In a new arXiv preprint (arXiv:2604.24768), researchers Ramanath Garai, Iswari Sahu, and S. Chakraverty propose a computationally efficient Physics-Informed Functional Link Constrained Framework with Domain Mapping (DFL-TFC) to analyze bending in perforated nanobeams under sinusoidal loading. The method leverages the Theory of Functional Connections (TFC) to embed governing differential equation constraints into a constrained expression that exactly satisfies initial and boundary conditions. Instead of deep neural networks, it uses a functional link neural network (FLNN) to represent the free function, reducing training complexity while maintaining high accuracy.

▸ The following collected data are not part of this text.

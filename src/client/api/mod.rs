//! API trait definitions split by responsibility
//!
//! This module organizes the dbt Cloud API surface into focused sub-traits:
//! - [`GroupApi`] - Groups and their permission grants
//! - [`NotificationApi`] - Job notifications
//! - [`LicenseMapApi`] - SSO license mappings

mod group;
mod license_map;
mod notification;

pub use group::GroupApi;
pub use license_map::LicenseMapApi;
pub use notification::NotificationApi;
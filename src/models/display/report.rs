//! Result of one lifecycle command

use std::fmt;

use colored::Colorize;
use serde::Serialize;
use tabled::Tabled;

use super::item::Describe;
use crate::cli::OutputFormat;
use crate::error::Result;
use crate::output::Formattable;
use crate::output::json::format_json;
use crate::output::table::format_table;
use crate::reconcile::predicate::same_entry;
use crate::reconcile::set_ops::difference_by;
use crate::reconcile::{Plan, SameEntry};
use crate::resources::Kind;

/// Lifecycle command that produced a report
#[derive(Debug, Clone, Copy, PartialEq, Eq, Serialize)]
#[serde(rename_all = "snake_case")]
pub enum Action {
    Create,
    Update,
    Refresh,
    Destroy,
}

impl fmt::Display for Action {
    fn fmt(&self, f: &mut fmt::Formatter<'_>) -> fmt::Result {
        let s = match self {
            Action::Create => "create",
            Action::Update => "update",
            Action::Refresh => "refresh",
            Action::Destroy => "destroy",
        };
        f.write_str(s)
    }
}

/// What a command did (or would do) to the caller's share of a collection.
#[derive(Debug, Clone, Serialize)]
pub struct Report<T> {
    pub kind: Kind,
    pub key: String,
    pub action: Action,
    pub dry_run: bool,

    /// Remote write a dry run would send
    #[serde(skip_serializing_if = "Option::is_none")]
    pub write: Option<&'static str>,

    pub added: Vec<T>,
    pub removed: Vec<T>,

    /// Items owned once the command has run
    pub items: Vec<T>,

    /// The remote parent no longer exists
    #[serde(skip_serializing_if = "std::ops::Not::not")]
    pub gone: bool,
}

/// Table row of a report
#[derive(Debug, Clone, Tabled, Serialize)]
pub struct ChangeDisplay {
    #[tabled(rename = "CHANGE")]
    pub change: String,

    #[tabled(rename = "ITEM")]
    pub item: String,
}

impl<T: Clone + SameEntry> Report<T> {
    pub fn new(kind: Kind, key: &impl fmt::Display, action: Action) -> Self {
        Self {
            kind,
            key: key.to_string(),
            action,
            dry_run: false,
            write: None,
            added: Vec::new(),
            removed: Vec::new(),
            items: Vec::new(),
            gone: false,
        }
    }

    /// Report of a plan that was not applied.
    pub fn dry_run(
        kind: Kind,
        key: &impl fmt::Display,
        action: Action,
        plan: Plan<T>,
        items: Vec<T>,
    ) -> Self {
        Self {
            dry_run: true,
            write: Some(plan.write.name()),
            added: plan.added,
            removed: plan.removed,
            items,
            ..Self::new(kind, key, action)
        }
    }

    /// Owned items that were neither added nor removed.
    fn kept(&self) -> Vec<T> {
        difference_by(&self.items, &self.added, same_entry).only_in_a
    }

    fn is_unchanged(&self) -> bool {
        self.added.is_empty() && self.removed.is_empty() && !self.gone
    }
}

impl<T: Clone + SameEntry + Describe> Report<T> {
    pub fn rows(&self) -> Vec<ChangeDisplay> {
        let row = |change: &str, item: &T| ChangeDisplay {
            change: change.to_string(),
            item: item.describe(),
        };

        self.added
            .iter()
            .map(|i| row("+", i))
            .chain(self.removed.iter().map(|i| row("-", i)))
            .chain(self.kept().iter().map(|i| row("=", i)))
            .collect()
    }

    fn pretty(&self) -> String {
        let mut lines = Vec::new();

        let mut header = format!("{} {} {}", self.action, self.kind, self.key)
            .bold()
            .to_string();
        if self.dry_run {
            header.push_str(&format!(" {}", "(dry run)".dimmed()));
        }
        lines.push(header);

        if self.gone {
            lines.push(format!(
                "{} {} no longer exists, record removed",
                "⚠".yellow(),
                self.key
            ));
            return lines.join("\n");
        }

        for item in &self.added {
            lines.push(format!("  {} {}", "+".green(), item.describe().green()));
        }
        for item in &self.removed {
            lines.push(format!("  {} {}", "-".red(), item.describe().red()));
        }
        for item in self.kept() {
            lines.push(format!("    {}", item.describe().dimmed()));
        }

        if self.is_unchanged() {
            lines.push(format!("{} Nothing to change", "✓".green()));
        }
        if let Some(write) = self.write {
            lines.push(format!("Remote write: {}", write.cyan()));
        }

        lines.join("\n")
    }
}

impl<T> Formattable for Report<T>
where
    T: Clone + SameEntry + Describe + Serialize,
{
    fn format(&self, format: OutputFormat) -> Result<String> {
        match format {
            OutputFormat::Json => Ok(format_json(self)?),
            OutputFormat::Table => Ok(format_table(&self.rows())),
            OutputFormat::Pretty => Ok(self.pretty()),
        }
    }
}
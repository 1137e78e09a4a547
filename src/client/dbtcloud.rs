//! dbt Cloud API client implementation

use std::time::Duration;

use async_trait::async_trait;
use log::debug;
use reqwest::{Client as HttpClient, Method, Response, StatusCode};
use serde::Serialize;
use serde::de::DeserializeOwned;

use super::api::{GroupApi, LicenseMapApi, NotificationApi};
use super::models::{
    Group, GroupPermission, LicenseMap, NewGroup, NewLicenseMap, Notification, STATE_DELETED,
};
use super::pagination::{MAX_PAGE_SIZE, PagedResponse, PaginationParams};
use super::rate_limit::ReactiveRateLimiter;
use crate::error::{ApiError, Result};

/// dbt Cloud API base URL (multi-tenant US region)
pub const DEFAULT_HOST_URL: &str = "https://cloud.getdbt.com/api";

/// Default request timeout
pub const DEFAULT_TIMEOUT: Duration = Duration::from_secs(30);

/// `{ "data": ... }` envelope around every dbt Cloud response
#[derive(serde::Deserialize)]
struct Envelope<T> {
    data: T,
}

/// dbt Cloud API client bound to one account
pub struct DbtCloudClient {
    http: HttpClient,
    base_url: String,
    token: String,
    account_id: i64,
    rate_limiter: ReactiveRateLimiter,
}

impl DbtCloudClient {
    /// Create a new dbt Cloud API client
    pub fn new(
        host_url: &str,
        token: impl Into<String>,
        account_id: i64,
        timeout: Duration,
    ) -> Result<Self> {
        let http = HttpClient::builder()
            .timeout(timeout)
            .build()
            .map_err(|e| ApiError::Network(e.to_string()))?;

        Ok(Self {
            http,
            base_url: host_url.trim_end_matches('/').to_string(),
            token: token.into(),
            account_id,
            rate_limiter: ReactiveRateLimiter::default(),
        })
    }

    fn v2(&self, path: &str) -> String {
        format!("/v2/accounts/{}{}", self.account_id, path)
    }

    fn v3(&self, path: &str) -> String {
        format!("/v3/accounts/{}{}", self.account_id, path)
    }

    /// Send a request and map non-success statuses to `ApiError`.
    async fn send<B>(
        &self,
        method: Method,
        path: &str,
        query: &[(&str, String)],
        body: Option<&B>,
    ) -> Result<Response>
    where
        B: Serialize + ?Sized + Sync,
    {
        self.rate_limiter.wait_if_active().await;

        let url = format!("{}{}", self.base_url, path);
        debug!("{} {}", method, url);

        let mut request = self
            .http
            .request(method, &url)
            .header("Authorization", format!("Token {}", self.token))
            .header("Accept", "application/json")
            .query(query);
        if let Some(body) = body {
            request = request.json(body);
        }

        let response = request.send().await.map_err(ApiError::from)?;

        let status = response.status();
        match status {
            status if status.is_success() => Ok(response),
            StatusCode::UNAUTHORIZED => Err(ApiError::Unauthorized.into()),
            StatusCode::FORBIDDEN => Err(ApiError::Forbidden.into()),
            StatusCode::NOT_FOUND => {
                let error_msg = response
                    .text()
                    .await
                    .ok()
                    .filter(|t| !t.is_empty())
                    .unwrap_or_else(|| path.to_string());
                Err(ApiError::NotFound(error_msg).into())
            }
            StatusCode::CONFLICT => {
                let error_msg = response
                    .text()
                    .await
                    .unwrap_or_else(|_| "Conflict".to_string());
                Err(ApiError::Conflict(error_msg).into())
            }
            StatusCode::TOO_MANY_REQUESTS => {
                self.rate_limiter.activate();
                let retry_after = response
                    .headers()
                    .get("retry-after")
                    .and_then(|v| v.to_str().ok())
                    .and_then(|v| v.parse::<u64>().ok())
                    .unwrap_or(60);
                Err(ApiError::RateLimit(Duration::from_secs(retry_after)).into())
            }
            StatusCode::BAD_REQUEST | StatusCode::UNPROCESSABLE_ENTITY => {
                let error_msg = response
                    .text()
                    .await
                    .unwrap_or_else(|_| "Bad request".to_string());
                Err(ApiError::BadRequest(error_msg).into())
            }
            status if status.is_server_error() => {
                let error_msg = response
                    .text()
                    .await
                    .unwrap_or_else(|_| format!("Server error: {}", status));
                Err(ApiError::ServerError(error_msg).into())
            }
            _ => {
                let error_msg = format!("Unexpected status code: {}", status);
                Err(ApiError::InvalidResponse(error_msg).into())
            }
        }
    }

    /// Send a request and decode the `data` field of the response.
    async fn request<T, B>(
        &self,
        method: Method,
        path: &str,
        query: &[(&str, String)],
        body: Option<&B>,
    ) -> Result<T>
    where
        T: DeserializeOwned,
        B: Serialize + ?Sized + Sync,
    {
        let response = self.send(method, path, query, body).await?;
        let envelope = response.json::<Envelope<T>>().await.map_err(|e| {
            ApiError::InvalidResponse(format!("Failed to parse response: {}", e))
        })?;
        Ok(envelope.data)
    }

    async fn get<T: DeserializeOwned>(&self, path: &str) -> Result<T> {
        self.request::<T, ()>(Method::GET, path, &[], None).await
    }

    async fn post<T, B>(&self, path: &str, body: &B) -> Result<T>
    where
        T: DeserializeOwned,
        B: Serialize + ?Sized + Sync,
    {
        self.request(Method::POST, path, &[], Some(body)).await
    }

    /// Walk every page of an offset-paginated list endpoint.
    async fn list_all<T: DeserializeOwned>(&self, path: &str) -> Result<Vec<T>> {
        let mut items = Vec::new();
        let mut offset = 0;

        loop {
            let params = PaginationParams::new().limit(MAX_PAGE_SIZE).offset(offset);
            let page: PagedResponse<T> = self
                .send::<()>(Method::GET, path, &params.to_query_params(), None)
                .await?
                .json()
                .await
                .map_err(|e| {
                    ApiError::InvalidResponse(format!("Failed to parse page: {}", e))
                })?;

            let next = page.next_offset(offset);
            items.extend(page.data);

            match next {
                Some(next) => offset = next,
                None => break,
            }
        }

        debug!("Fetched {} items from {}", items.len(), path);
        Ok(items)
    }
}

fn deleted(what: &str, id: i64) -> crate::error::Error {
    ApiError::NotFound(format!("{} {} has been deleted", what, id)).into()
}

#[async_trait]
impl GroupApi for DbtCloudClient {
    async fn list_groups(&self) -> Result<Vec<Group>> {
        let groups: Vec<Group> = self.list_all(&self.v3("/groups/")).await?;
        Ok(groups
            .into_iter()
            .filter(|g| g.state != STATE_DELETED)
            .collect())
    }

    async fn get_group(&self, group_id: i64) -> Result<Group> {
        let group: Group = self.get(&self.v3(&format!("/groups/{}/", group_id))).await?;
        if group.state == STATE_DELETED {
            return Err(deleted("Group", group_id));
        }
        Ok(group)
    }

    async fn create_group(&self, request: NewGroup) -> Result<Group> {
        self.post(&self.v3("/groups/"), &request).await
    }

    async fn replace_group_permissions(
        &self,
        group_id: i64,
        permissions: Vec<GroupPermission>,
    ) -> Result<Vec<GroupPermission>> {
        self.post(
            &self.v3(&format!("/group-permissions/{}/", group_id)),
            &permissions,
        )
        .await
    }

    async fn delete_group(&self, group_id: i64) -> Result<()> {
        let mut group = self.get_group(group_id).await?;
        group.state = STATE_DELETED;
        let _: Group = self
            .post(&self.v3(&format!("/groups/{}/", group_id)), &group)
            .await?;
        Ok(())
    }
}

#[async_trait]
impl NotificationApi for DbtCloudClient {
    async fn list_notifications(&self) -> Result<Vec<Notification>> {
        let notifications: Vec<Notification> = self.list_all(&self.v2("/notifications/")).await?;
        Ok(notifications
            .into_iter()
            .filter(|n| n.state != STATE_DELETED)
            .collect())
    }

    async fn get_notification(&self, notification_id: i64) -> Result<Notification> {
        let notification: Notification = self
            .get(&self.v2(&format!("/notifications/{}/", notification_id)))
            .await?;
        if notification.state == STATE_DELETED {
            return Err(deleted("Notification", notification_id));
        }
        Ok(notification)
    }

    async fn create_notification(&self, notification: Notification) -> Result<Notification> {
        self.post(&self.v2("/notifications/"), &notification).await
    }

    async fn update_notification(
        &self,
        notification_id: i64,
        notification: Notification,
    ) -> Result<Notification> {
        self.post(
            &self.v2(&format!("/notifications/{}/", notification_id)),
            &notification,
        )
        .await
    }

    async fn delete_notification(&self, notification_id: i64) -> Result<()> {
        let mut notification = self.get_notification(notification_id).await?;
        notification.state = STATE_DELETED;
        self.update_notification(notification_id, notification)
            .await
            .map(|_| ())
    }
}

#[async_trait]
impl LicenseMapApi for DbtCloudClient {
    async fn list_license_maps(&self) -> Result<Vec<LicenseMap>> {
        self.list_all(&self.v3("/license-maps/")).await
    }

    async fn create_license_map(&self, request: NewLicenseMap) -> Result<LicenseMap> {
        self.post(&self.v3("/license-maps/"), &request).await
    }

    async fn update_license_map(
        &self,
        license_map_id: i64,
        license_map: LicenseMap,
    ) -> Result<LicenseMap> {
        self.post(
            &self.v3(&format!("/license-maps/{}/", license_map_id)),
            &license_map,
        )
        .await
    }

    async fn delete_license_map(&self, license_map_id: i64) -> Result<()> {
        self.send::<()>(
            Method::DELETE,
            &self.v3(&format!("/license-maps/{}/", license_map_id)),
            &[],
            None,
        )
        .await?;
        Ok(())
    }
}
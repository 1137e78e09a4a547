//! dbt Cloud API client

pub mod api;
pub mod dbtcloud;
#[cfg(test)]
pub mod mock;
pub mod models;
pub mod pagination;
pub mod rate_limit;

pub use api::{GroupApi, LicenseMapApi, NotificationApi};
pub use dbtcloud::{DEFAULT_HOST_URL, DEFAULT_TIMEOUT, DbtCloudClient};
#[cfg(test)]
pub use mock::MockDbtCloudClient;
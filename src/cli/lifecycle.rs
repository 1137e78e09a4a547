//! Lifecycle steps shared by apply, refresh and destroy
//!
//! Each step drives a [`Reconciler`] for one kind and prints a [`Report`].
//! The caller turns the returned items back into a record.

use serde::Serialize;

use crate::cli::OutputFormat;
use crate::error::Result;
use crate::models::{Action, Describe, Report};
use crate::output::Formattable;
use crate::reconcile::predicate::same_entry;
use crate::reconcile::reconciler::local_changes;
use crate::reconcile::set_ops::difference_by;
use crate::reconcile::{Observed, Reconciler, RemoteCollection};
use crate::resources::Kind;

/// Items owned after a step, `None` when nothing is owned any more.
pub type Owned<T> = Option<Vec<T>>;

/// Create (no prior record) or update (prior record present).
pub async fn converge<R>(
    reconciler: &Reconciler<R>,
    kind: Kind,
    key: &R::Key,
    planned: Vec<R::Item>,
    prior: Option<Vec<R::Item>>,
    dry_run: bool,
    format: OutputFormat,
) -> Result<Vec<R::Item>>
where
    R: RemoteCollection,
    R::Item: Describe + Serialize,
{
    let report = match prior {
        None if dry_run => {
            let plan = reconciler.plan_create(key, &planned).await?;
            Report::dry_run(kind, key, Action::Create, plan, planned)
        }
        None => {
            let owned = reconciler.create(key, planned).await?;
            let mut report = Report::new(kind, key, Action::Create);
            report.added = owned.clone();
            report.items = owned;
            report
        }
        Some(prior) if dry_run => {
            let plan = reconciler.plan_update(key, &prior, &planned).await?;
            Report::dry_run(kind, key, Action::Update, plan, planned)
        }
        Some(prior) => {
            let (added, removed) = local_changes(&prior, &planned);
            let owned = reconciler.update(key, &prior, planned).await?;
            let mut report = Report::new(kind, key, Action::Update);
            report.added = added;
            report.removed = removed;
            report.items = owned;
            report
        }
    };

    report.print(format)?;
    Ok(report.items)
}

/// Clip the recorded items to what is still present remotely.
pub async fn refresh<R>(
    reconciler: &Reconciler<R>,
    kind: Kind,
    key: &R::Key,
    prior: Vec<R::Item>,
    format: OutputFormat,
) -> Result<Owned<R::Item>>
where
    R: RemoteCollection,
    R::Item: Describe + Serialize,
{
    let mut report = Report::new(kind, key, Action::Refresh);

    let owned = match reconciler.read(key, &prior).await? {
        Observed::Present(present) => {
            report.removed = difference_by(&prior, &present, same_entry).only_in_a;
            report.items = present.clone();
            Some(present)
        }
        Observed::Gone => {
            report.removed = prior;
            report.gone = true;
            None
        }
    };

    report.print(format)?;
    Ok(owned)
}

/// Remove the recorded items, leaving everyone else's in place.
pub async fn destroy<R>(
    reconciler: &Reconciler<R>,
    kind: Kind,
    key: &R::Key,
    prior: Vec<R::Item>,
    dry_run: bool,
    format: OutputFormat,
) -> Result<()>
where
    R: RemoteCollection,
    R::Item: Describe + Serialize,
{
    let report = if dry_run {
        let plan = reconciler.plan_delete(key, &prior).await?;
        Report::dry_run(kind, key, Action::Destroy, plan, Vec::new())
    } else {
        reconciler.delete(key, &prior).await?;
        let mut report = Report::new(kind, key, Action::Destroy);
        report.removed = prior;
        report
    };

    report.print(format)
}
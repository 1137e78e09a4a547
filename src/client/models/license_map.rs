//! License map models

use serde::{Deserialize, Serialize};

use super::active_state;

/// Mapping from SSO groups to a license type
#[derive(Debug, Clone, PartialEq, Serialize, Deserialize)]
pub struct LicenseMap {
    pub id: i64,

    pub account_id: i64,

    #[serde(default = "active_state")]
    pub state: i64,

    /// `developer`, `read_only`, `it` or `analyst`
    pub license_type: String,

    #[serde(default)]
    pub sso_license_mapping_groups: Vec<String>,
}

/// Request body for creating a license map
#[derive(Debug, Clone, Serialize, Deserialize)]
pub struct NewLicenseMap {
    pub account_id: i64,
    pub license_type: String,
    pub sso_license_mapping_groups: Vec<String>,
}
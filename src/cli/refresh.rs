//! Refresh command implementation

use std::path::Path;

use log::warn;

use crate::cli::lifecycle::refresh;
use crate::cli::manifest::{Declaration, remove_record, require_record, save_record};
use crate::cli::{CommandContext, GlobalOptions};
use crate::error::Result;
use crate::resources::Kind;

/// Run the refresh command
///
/// Drops recorded items that were removed outside dbtc. When the parent
/// itself is gone the record is deleted, so the next apply starts over.
pub async fn run(opts: &GlobalOptions, record_path: &str) -> Result<()> {
    let record_path = Path::new(record_path);
    let record = require_record(record_path)?;
    let label = record.key_label();

    let ctx = CommandContext::new(opts)?;
    let format = ctx.format;

    let refreshed = match record {
        Declaration::GroupPartialPermissions { key, items } => refresh(
            &ctx.group_permissions(),
            Kind::GroupPartialPermissions,
            &key,
            items,
            format,
        )
        .await?
        .map(|items| Declaration::GroupPartialPermissions { key, items }),
        Declaration::ScimGroupPartialPermissions { key, items } => refresh(
            &ctx.scim_group_permissions(),
            Kind::ScimGroupPartialPermissions,
            &key,
            items,
            format,
        )
        .await?
        .map(|items| Declaration::ScimGroupPartialPermissions { key, items }),
        Declaration::PartialNotification { key, items } => refresh(
            &ctx.notifications(),
            Kind::PartialNotification,
            &key,
            items,
            format,
        )
        .await?
        .map(|items| Declaration::PartialNotification { key, items }),
        Declaration::PartialLicenseMap { key, items } => refresh(
            &ctx.license_maps(),
            Kind::PartialLicenseMap,
            &key,
            items,
            format,
        )
        .await?
        .map(|items| Declaration::PartialLicenseMap { key, items }),
    };

    match refreshed {
        Some(record) => save_record(record_path, &record),
        None => {
            warn!("{} no longer exists, removing {}", label, record_path.display());
            remove_record(record_path)
        }
    }
}
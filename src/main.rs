//! dbtc - partial ownership of shared dbt Cloud collections

use clap::Parser;
use log::LevelFilter;

mod cli;
mod client;
mod config;
mod error;
mod models;
mod output;
mod reconcile;
mod resources;

use cli::{Cli, Commands, GlobalOptions};
use error::Result;

#[tokio::main]
async fn main() {
    if let Err(err) = run().await {
        eprintln!("Error: {}", err);
        std::process::exit(1);
    }
}

fn init_logging(debug: bool) {
    let env = env_logger::Env::default().default_filter_or("warn");
    let mut builder = env_logger::Builder::from_env(env);
    if debug {
        builder.filter_module("dbtc", LevelFilter::Debug);
    }
    builder.format_timestamp(None).init();
}

async fn run() -> Result<()> {
    let cli = Cli::parse();
    init_logging(cli.debug);

    let opts = GlobalOptions::from_cli(&cli);

    match cli.command {
        Commands::Init => cli::init::run(&opts).await,
        Commands::Status => cli::status::run(&opts),
        Commands::Apply {
            file,
            record,
            dry_run,
        } => cli::apply::run(&opts, &file, record.as_deref(), dry_run).await,
        Commands::Refresh { record } => cli::refresh::run(&opts, &record).await,
        Commands::Destroy {
            record,
            yes,
            dry_run,
        } => cli::destroy::run(&opts, &record, yes, dry_run).await,
    }
}
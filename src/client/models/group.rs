//! Group and group permission models

use serde::{Deserialize, Serialize};

use super::active_state;

/// Account group with its permission grants
#[derive(Debug, Clone, Serialize, Deserialize)]
pub struct Group {
    /// Group ID
    pub id: i64,

    /// Owning account
    pub account_id: i64,

    /// Group name (unique per account)
    pub name: String,

    /// 1 = active, 2 = deleted
    #[serde(default = "active_state")]
    pub state: i64,

    /// Whether new users join this group automatically
    #[serde(default)]
    pub assign_by_default: bool,

    /// SSO groups mapped onto this group
    #[serde(default)]
    pub sso_mapping_groups: Vec<String>,

    /// Permission grants of the group
    #[serde(default)]
    pub group_permissions: Vec<GroupPermission>,
}

/// Request body for creating a group
#[derive(Debug, Clone, Serialize, Deserialize)]
pub struct NewGroup {
    pub account_id: i64,
    pub name: String,
    pub assign_by_default: bool,
    pub sso_mapping_groups: Vec<String>,
}

/// One permission grant of a group
#[derive(Debug, Clone, PartialEq, Serialize, Deserialize)]
pub struct GroupPermission {
    /// Grant ID (assigned by dbt Cloud)
    #[serde(default, skip_serializing_if = "Option::is_none")]
    pub id: Option<i64>,

    pub account_id: i64,

    pub group_id: i64,

    /// Permission set name, e.g. `developer` or `job_admin`
    pub permission_set: String,

    /// Project the grant is scoped to (absent for account-wide grants)
    #[serde(default)]
    pub project_id: Option<i64>,

    #[serde(default)]
    pub all_projects: bool,

    #[serde(default = "active_state")]
    pub state: i64,

    /// Environment categories the grant may write to
    #[serde(default, skip_serializing_if = "Option::is_none")]
    pub writable_environment_categories: Option<Vec<String>>,
}
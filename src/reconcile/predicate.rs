//! Equality predicates for collection items
//!
//! Two items are "the same entry" when they describe the same logical grant,
//! regardless of ids or bookkeeping fields assigned by the remote side.
//!
//! Implementations must behave as an equivalence relation (reflexive,
//! symmetric, transitive). The set operations do not detect a predicate that
//! breaks this; with overlapping matches the first match wins.

/// Identity of a collection item for reconciliation purposes.
pub trait SameEntry {
    /// Whether `self` and `other` represent the same logical entry.
    fn same_entry(&self, other: &Self) -> bool;
}

impl SameEntry for String {
    fn same_entry(&self, other: &Self) -> bool {
        self == other
    }
}

impl SameEntry for i64 {
    fn same_entry(&self, other: &Self) -> bool {
        self == other
    }
}

/// Closure form of [`SameEntry`] for the `set_ops` functions.
pub fn same_entry<T: SameEntry>(a: &T, b: &T) -> bool {
    a.same_entry(b)
}

/// Compare optional multi-value fields as sets.
///
/// An absent field equals an explicitly empty one; order and duplicates are
/// ignored.
pub fn optional_set_eq<S: PartialEq>(a: Option<&[S]>, b: Option<&[S]>) -> bool {
    let a = a.unwrap_or_default();
    let b = b.unwrap_or_default();

    a.iter().all(|x| b.contains(x)) && b.iter().all(|y| a.contains(y))
}
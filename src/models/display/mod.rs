//! Display model implementations for table and JSON output

mod item;
pub mod report;

pub use item::Describe;
pub use report::{Action, Report};
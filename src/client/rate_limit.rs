//! Reactive rate limiting for the dbt Cloud API
//!
//! Requests are unthrottled until the API answers with 429. From then on
//! every request waits for the limiter. The rejected request itself is not
//! retried.

use std::num::NonZeroU32;
use std::sync::atomic::{AtomicBool, Ordering};

use governor::clock::DefaultClock;
use governor::state::{InMemoryState, NotKeyed};
use governor::{Quota, RateLimiter};
use log::debug;

/// Requests per second once throttling is active
pub const THROTTLED_REQUESTS_PER_SECOND: u32 = 5;

/// Rate limiter that stays dormant until the first 429.
pub struct ReactiveRateLimiter {
    limiter: RateLimiter<NotKeyed, InMemoryState, DefaultClock>,
    active: AtomicBool,
}

impl Default for ReactiveRateLimiter {
    fn default() -> Self {
        Self::new(THROTTLED_REQUESTS_PER_SECOND)
    }
}

impl ReactiveRateLimiter {
    /// Create a limiter allowing `per_second` requests once activated.
    pub fn new(per_second: u32) -> Self {
        let quota = Quota::per_second(NonZeroU32::new(per_second).unwrap_or(NonZeroU32::MIN));

        Self {
            limiter: RateLimiter::direct(quota),
            active: AtomicBool::new(false),
        }
    }

    /// Switch throttling on (called on 429).
    pub fn activate(&self) {
        let was_active = self.active.swap(true, Ordering::SeqCst);
        if !was_active {
            debug!("Rate limiting activated");
        }
    }

    /// Check if throttling is on.
    pub fn is_active(&self) -> bool {
        self.active.load(Ordering::SeqCst)
    }

    /// Wait for permission if throttling is on.
    pub async fn wait_if_active(&self) {
        if self.is_active() {
            self.limiter.until_ready().await;
        }
    }
}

Static bending is computed via the FL-TFC with domain mapping, while dynamic deflection is determined using the Galerkin method. The framework maps the problem domain to orthogonal polynomials, enabling efficient training by minimizing the mean square residual of the differential equation. The study explores the relationship between static and dynamic deflection for simply-supported perforated nanobeams across various perforation cases, demonstrating that DFL-TFC eliminates the need for deep, complex architectures while strictly satisfying boundary conditions—a key advantage over standard PINNs.